=== Entries shown ===

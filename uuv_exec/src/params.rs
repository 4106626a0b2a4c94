//! # UUV Executable Parameters
//!
//! This module provide parameters for the UUV executable.

// ------------------------------------------------------------------------------------------------
// IMPORTS
// ------------------------------------------------------------------------------------------------

use serde::{Deserialize, Serialize};

// ------------------------------------------------------------------------------------------------
// STRUCTS
// ------------------------------------------------------------------------------------------------

#[derive(Serialize, Deserialize, Debug, Clone)]
#[serde(default)]
pub struct UuvExecParams {
    /// Network endpoint of the flight-controller bridge
    pub link_endpoint: String,

    /// Which vehicle link to drive
    pub link: LinkKind,

    /// Network endpoint the vision server publishes marker messages on
    pub vision_endpoint: String,

    /// Observations older than this are treated as no marker.
    ///
    /// Units: seconds
    pub vision_stale_after_s: f64,

    /// Target duration of one control cycle.
    ///
    /// Units: seconds
    pub cycle_period_s: f64,

    /// Number of consecutive vision faults after which the run is stopped
    pub max_consec_vision_errors: u32,

    /// Bypass the flight controller's pre-arm checks when arming
    pub force_arm: bool,
}

// ------------------------------------------------------------------------------------------------
// ENUMS
// ------------------------------------------------------------------------------------------------

/// The vehicle link variants.
#[derive(Serialize, Deserialize, Debug, Clone, Copy, PartialEq, Eq)]
#[serde(rename_all = "snake_case")]
pub enum LinkKind {
    /// The real vehicle, through the flight-controller bridge
    Hardware,

    /// Print commands instead of sending them
    Simulated,
}

/// Invalid executable parameters.
#[derive(Debug, thiserror::Error)]
pub enum UuvExecParamsError {
    #[error("{0} must be positive and finite, got {1}")]
    NotPositive(&'static str, f64),

    #[error("max_consec_vision_errors must be at least 1")]
    NoVisionErrorAllowance,
}

// ------------------------------------------------------------------------------------------------
// IMPLS
// ------------------------------------------------------------------------------------------------

impl Default for UuvExecParams {
    fn default() -> Self {
        Self {
            link_endpoint: "tcp://localhost:5760".into(),
            link: LinkKind::Hardware,
            vision_endpoint: "tcp://localhost:5770".into(),
            vision_stale_after_s: 0.5,
            cycle_period_s: 0.05,
            max_consec_vision_errors: 5,
            force_arm: false,
        }
    }
}

impl UuvExecParams {
    /// Check the parameters are usable.
    pub fn validate(&self) -> Result<(), UuvExecParamsError> {
        for (name, value) in [
            ("cycle_period_s", self.cycle_period_s),
            ("vision_stale_after_s", self.vision_stale_after_s),
        ]
        .iter()
        {
            if !value.is_finite() || *value <= 0.0 {
                return Err(UuvExecParamsError::NotPositive(*name, *value));
            }
        }

        if self.max_consec_vision_errors == 0 {
            return Err(UuvExecParamsError::NoVisionErrorAllowance);
        }

        Ok(())
    }
}

impl LinkKind {
    /// Tag identifying the kind of run in session and log names.
    pub fn tag(&self) -> &'static str {
        match self {
            LinkKind::Hardware => "hw",
            LinkKind::Simulated => "sim",
        }
    }
}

===

→ Work to be completed:
Please quote every record above exactly as it appears.

→ Result below:
filename uuv_exec/src/params.rs
repository 4106626a0b2a4c94
//! # UUV Executable Parameters
//!
//! This module provide parameters for the UUV executable.

// ------------------------------------------------------------------------------------------------
// IMPORTS
// ------------------------------------------------------------------------------------------------

use serde::{Deserialize, Serialize};

// ------------------------------------------------------------------------------------------------
// STRUCTS
// ------------------------------------------------------------------------------------------------

#[derive(Serialize, Deserialize, Debug, Clone)]
#[serde(default)]
pub struct UuvExecParams {
    /// Network endpoint of the flight-controller bridge
    pub link_endpoint: String,

    /// Which vehicle link to drive
    pub link: LinkKind,

    /// Network endpoint the vision server publishes marker messages on
    pub vision_endpoint: String,

    /// Observations older than this are treated as no marker.
    ///
    /// Units: seconds
    pub vision_stale_after_s: f64,

    /// Target duration of one control cycle.
    ///
    /// Units: seconds
    pub cycle_period_s: f64,

    /// Number of consecutive vision faults after which the run is stopped
    pub max_consec_vision_errors: u32,

    /// Bypass the flight controller's pre-arm checks when arming
    pub force_arm: bool,
}

// ------------------------------------------------------------------------------------------------
// ENUMS
// ------------------------------------------------------------------------------------------------

/// The vehicle link variants.
#[derive(Serialize, Deserialize, Debug, Clone, Copy, PartialEq, Eq)]
#[serde(rename_all = "snake_case")]
pub enum LinkKind {
    /// The real vehicle, through the flight-controller bridge
    Hardware,

    /// Print commands instead of sending them
    Simulated,
}

/// Invalid executable parameters.
#[derive(Debug, thiserror::Error)]
pub enum UuvExecParamsError {
    #[error("{0} must be positive and finite, got {1}")]
    NotPositive(&'static str, f64),

    #[error("max_consec_vision_errors must be at least 1")]
    NoVisionErrorAllowance,
}

// ------------------------------------------------------------------------------------------------
// IMPLS
// ------------------------------------------------------------------------------------------------

impl Default for UuvExecParams {
    fn default() -> Self {
        Self {
            link_endpoint: "tcp://localhost:5760".into(),
            link: LinkKind::Hardware,
            vision_endpoint: "tcp://localhost:5770".into(),
            vision_stale_after_s: 0.5,
            cycle_period_s: 0.05,
            max_consec_vision_errors: 5,
            force_arm: false,
        }
    }
}

impl UuvExecParams {
    /// Check the parameters are usable.
    pub fn validate(&self) -> Result<(), UuvExecParamsError> {
        for (name, value) in [
            ("cycle_period_s", self.cycle_period_s),
            ("vision_stale_after_s", self.vision_stale_after_s),
        ]
        .iter()
        {
            if !value.is_finite() || *value <= 0.0 {
                return Err(UuvExecParamsError::NotPositive(*name, *value));
            }
        }

        if self.max_consec_vision_errors == 0 {
            return Err(UuvExecParamsError::NoVisionErrorAllowance);
        }

        Ok(())
    }
}

impl LinkKind {
    /// Tag identifying the kind of run in session and log names.
    pub fn tag(&self) -> &'static str {
        match self {
            LinkKind::Hardware => "hw",
            LinkKind::Simulated => "sim",
        }
    }
}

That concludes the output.